How to calculate the Chi-Squarecritical value?
- Determine the level of significance (alphaα).
- To get the degree of freedom (df), 1 subtract from the sample size, i.e. df = n – 1
- To get Chi-square critical value, look at the chi-Square distribution table and take the intersection of the alpha column and degree of freedom row.
Solved Example of critical value
Example 1:
Find a one-tail test when the confidence level is 99%, and the sample size is 7.
Solution:
Here, n = 7, and n < 30, so we will use a t-test.
Step 1: To find alpha, subtract the level of confidence from 100% i.e.
Alpha = 100% – 99% = 1%
Step 2:Covert alpha into decimal
Alpha = α= 1 / 100 = 0.01
Step 3: To get the degree of freedom (df), subtract 1 from the sample size.
df = 7 – 1 = 6
Step 4:Then Look at t- distribution table
| df | α = 0.10 | α = 0.05 | α = 0.025 | α = 0.01 |
| 1 | 3.0780 | 6.3140 | 12.7100 | 31.8200 |
| 2 | 1.8860 | 2.9200 | 4.3030 | 6.9650 |
| 3 | 1.6380 | 2.3530 | 3.1820 | 4.5410 |
| 4 | 1.5330 | 2.1320 | 2.7760 | 3.7470 |
| 5 | 1.4760 | 2.0150 | 2.5710 | 3.3650 |
| 6 | 1.4400 | 1.9430 | 2.4470 | 3.1430 |
| 7 | 1.4150 | 1.8950 | 2.3650 | 2.9980 |
| 8 | 1.3970 | 1.8600 | 2.3060 | 2.8960 |
Step 5:Find the degree of freedom (6) at the left side column and alpha (0.01) at the top row of t- distribution table. Take the intersection of this row and column; this value is our T- critical value.

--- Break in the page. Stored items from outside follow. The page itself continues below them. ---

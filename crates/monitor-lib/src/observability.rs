//! Observability infrastructure for the status monitor
//!
//! Provides:
//! - Prometheus metrics (evaluation latency, run outcomes, skips, timeouts, alerts)
//! - Structured JSON logging with tracing

use crate::models::{CheckId, EffectiveStatus, OverallStatus, ServiceId};
use prometheus::{
    register_histogram, register_int_counter, register_int_counter_vec, register_int_gauge,
    Histogram, IntCounter, IntCounterVec, IntGauge,
};
use std::sync::OnceLock;
use tracing::{info, warn};

/// Histogram buckets for evaluation latency (in seconds); checks talk to remote backends
const LATENCY_BUCKETS: &[f64] = &[
    0.005, 0.01, 0.025, 0.05, 0.1, 0.25, 0.5, 1.0, 2.5, 5.0, 10.0, 30.0, 60.0,
];

/// Global metrics instance (registered once)
static GLOBAL_METRICS: OnceLock<MonitorMetricsInner> = OnceLock::new();

struct MonitorMetricsInner {
    evaluation_latency_seconds: Histogram,
    check_runs: IntCounterVec,
    overlap_skips: IntCounter,
    evaluation_timeouts: IntCounter,
    checks_scheduled: IntGauge,
    services_failing: IntGauge,
    alerts_dispatched: IntCounter,
    dispatch_errors: IntCounter,
}

impl MonitorMetricsInner {
    fn new() -> Self {
        Self {
            evaluation_latency_seconds: register_histogram!(
                "status_monitor_evaluation_latency_seconds",
                "Time spent evaluating a single status check",
                LATENCY_BUCKETS.to_vec()
            )
            .expect("Failed to register evaluation_latency_seconds"),

            check_runs: register_int_counter_vec!(
                "status_monitor_check_runs_total",
                "Completed check evaluations by kind and result",
                &["kind", "result"]
            )
            .expect("Failed to register check_runs_total"),

            overlap_skips: register_int_counter!(
                "status_monitor_overlap_skips_total",
                "Due runs skipped because the previous run was still executing"
            )
            .expect("Failed to register overlap_skips_total"),

            evaluation_timeouts: register_int_counter!(
                "status_monitor_evaluation_timeouts_total",
                "Evaluations abandoned after exceeding their timeout"
            )
            .expect("Failed to register evaluation_timeouts_total"),

            checks_scheduled: register_int_gauge!(
                "status_monitor_checks_scheduled",
                "Number of active checks with a scheduling slot"
            )
            .expect("Failed to register checks_scheduled"),

            services_failing: register_int_gauge!(
                "status_monitor_services_failing",
                "Number of services whose overall status is not passing"
            )
            .expect("Failed to register services_failing"),

            alerts_dispatched: register_int_counter!(
                "status_monitor_alerts_dispatched_total",
                "Alert deliveries that reached a sink"
            )
            .expect("Failed to register alerts_dispatched_total"),

            dispatch_errors: register_int_counter!(
                "status_monitor_dispatch_errors_total",
                "Alert deliveries that failed or timed out"
            )
            .expect("Failed to register dispatch_errors_total"),
        }
    }
}

/// Lightweight handle to the global metrics instance.
/// Multiple clones share the same underlying metrics.
#[derive(Clone)]
pub struct MonitorMetrics {
    _private: (),
}

impl Default for MonitorMetrics {
    fn default() -> Self {
        Self::new()
    }
}

impl MonitorMetrics {
    pub fn new() -> Self {
        GLOBAL_METRICS.get_or_init(MonitorMetricsInner::new);
        Self { _private: () }
    }

    fn inner(&self) -> &MonitorMetricsInner {
        GLOBAL_METRICS.get_or_init(MonitorMetricsInner::new)
    }

    pub fn observe_evaluation(&self, kind: &str, succeeded: bool, duration_secs: f64) {
        let inner = self.inner();
        inner.evaluation_latency_seconds.observe(duration_secs);
        let result = if succeeded { "success" } else { "failure" };
        inner.check_runs.with_label_values(&[kind, result]).inc();
    }

    pub fn inc_overlap_skips(&self) {
        self.inner().overlap_skips.inc();
    }

    pub fn inc_evaluation_timeouts(&self) {
        self.inner().evaluation_timeouts.inc();
    }

    pub fn set_checks_scheduled(&self, count: i64) {
        self.inner().checks_scheduled.set(count);
    }

    pub fn set_services_failing(&self, count: i64) {
        self.inner().services_failing.set(count);
    }

    pub fn inc_alerts_dispatched(&self) {
        self.inner().alerts_dispatched.inc();
    }

    pub fn inc_dispatch_errors(&self) {
        self.inner().dispatch_errors.inc();
    }
}

/// Structured logger for monitor events
///
/// Every record carries an `event` field so log pipelines can filter
/// state transitions without parsing messages.
#[derive(Clone)]
pub struct StructuredLogger {
    instance_name: String,
}

impl StructuredLogger {
    pub fn new(instance_name: impl Into<String>) -> Self {
        Self {
            instance_name: instance_name.into(),
        }
    }

    pub fn log_startup(&self, version: &str, checks: usize, services: usize) {
        info!(
            event = "monitor_started",
            instance = %self.instance_name,
            version = %version,
            checks = checks,
            services = services,
            "Status monitor started"
        );
    }

    pub fn log_shutdown(&self, reason: &str) {
        info!(
            event = "monitor_shutdown",
            instance = %self.instance_name,
            reason = %reason,
            "Status monitor shutting down"
        );
    }

    pub fn log_check_evaluated(
        &self,
        check_id: CheckId,
        check_name: &str,
        kind: &str,
        succeeded: bool,
        duration_ms: u64,
        message: &str,
    ) {
        info!(
            event = "check_evaluated",
            instance = %self.instance_name,
            check_id = check_id,
            check_name = %check_name,
            kind = %kind,
            succeeded = succeeded,
            duration_ms = duration_ms,
            message = %message,
            "Check evaluated"
        );
    }

    pub fn log_check_status_changed(
        &self,
        check_id: CheckId,
        check_name: &str,
        old: EffectiveStatus,
        new: EffectiveStatus,
    ) {
        if new == EffectiveStatus::Failing {
            warn!(
                event = "check_status_changed",
                instance = %self.instance_name,
                check_id = check_id,
                check_name = %check_name,
                old = ?old,
                new = ?new,
                "Check started failing"
            );
        } else {
            info!(
                event = "check_status_changed",
                instance = %self.instance_name,
                check_id = check_id,
                check_name = %check_name,
                old = ?old,
                new = ?new,
                "Check recovered"
            );
        }
    }

    pub fn log_service_status_changed(
        &self,
        service_id: ServiceId,
        service_name: &str,
        old: OverallStatus,
        new: OverallStatus,
        failing_checks: usize,
    ) {
        match new {
            OverallStatus::Passing => {
                info!(
                    event = "service_status_changed",
                    instance = %self.instance_name,
                    service_id = service_id,
                    service_name = %service_name,
                    old = %old,
                    new = %new,
                    failing_checks = failing_checks,
                    "Service back to passing"
                );
            }
            _ => {
                warn!(
                    event = "service_status_changed",
                    instance = %self.instance_name,
                    service_id = service_id,
                    service_name = %service_name,
                    old = %old,
                    new = %new,
                    failing_checks = failing_checks,
                    "Service status changed"
                );
            }
        }
    }

    pub fn log_alert_dispatched(&self, service_id: ServiceId, sink: &str) {
        info!(
            event = "alert_dispatched",
            instance = %self.instance_name,
            service_id = service_id,
            sink = %sink,
            "Alert delivered"
        );
    }

    pub fn log_alert_dispatch_failed(&self, service_id: ServiceId, sink: &str, error: &str) {
        warn!(
            event = "alert_dispatch_failed",
            instance = %self.instance_name,
            service_id = service_id,
            sink = %sink,
            error = %error,
            "Alert delivery failed, continuing with other sinks"
        );
    }
}

#[cfg(test)]
mod tests {
    use super::*;

    #[test]
    fn test_monitor_metrics_creation() {
        let metrics = MonitorMetrics::new();
        let other = MonitorMetrics::new();

        metrics.observe_evaluation("http", true, 0.12);
        metrics.observe_evaluation("influxdb", false, 2.5);
        other.inc_overlap_skips();
        other.inc_evaluation_timeouts();
        metrics.set_checks_scheduled(4);
        metrics.set_services_failing(1);
        metrics.inc_alerts_dispatched();
        metrics.inc_dispatch_errors();
    }

    #[test]
    fn test_structured_logger_creation() {
        let logger = StructuredLogger::new("monitor-1");
        assert_eq!(logger.instance_name, "monitor-1");
        logger.log_check_status_changed(
            1,
            "ping",
            EffectiveStatus::Passing,
            EffectiveStatus::Failing,
        );
    }
}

| df | α = 0.10 | α = 0.05 | α = 0.025 | α = 0.01 |
| 1 | 3.0780 | 6.3140 | 12.7100 | 31.8200 |
| 2 | 1.8860 | 2.9200 | 4.3030 | 6.9650 |
| 3 | 1.6380 | 2.3530 | 3.1820 | 4.5410 |
| 4 | 1.5330 | 2.1320 | 2.7760 | 3.7470 |
| 5 | 1.4760 | 2.0150 | 2.5710 | 3.3650 |
| 6 | 1.4400 | 1.9430 | 2.4470 | 3.1430 |
| 7 | 1.4150 | 1.8950 | 2.3650 | 2.9980 |
| 8 | 1.3970 | 1.8600 | 2.3060 | 2.8960 |
The degree of freedom and alpha intersect at 3.1430, our t-critical value.
Conclusion
In this article, we have discussed the critical value in detail. We learned the method of finding the critical value. Then we discussed different types of critical value. After this, we learned when these types would be used and how to calculate these critical values.
At last, we discussed the Example of critical value with the systematic solution. After reading this article, you can find critical value easily.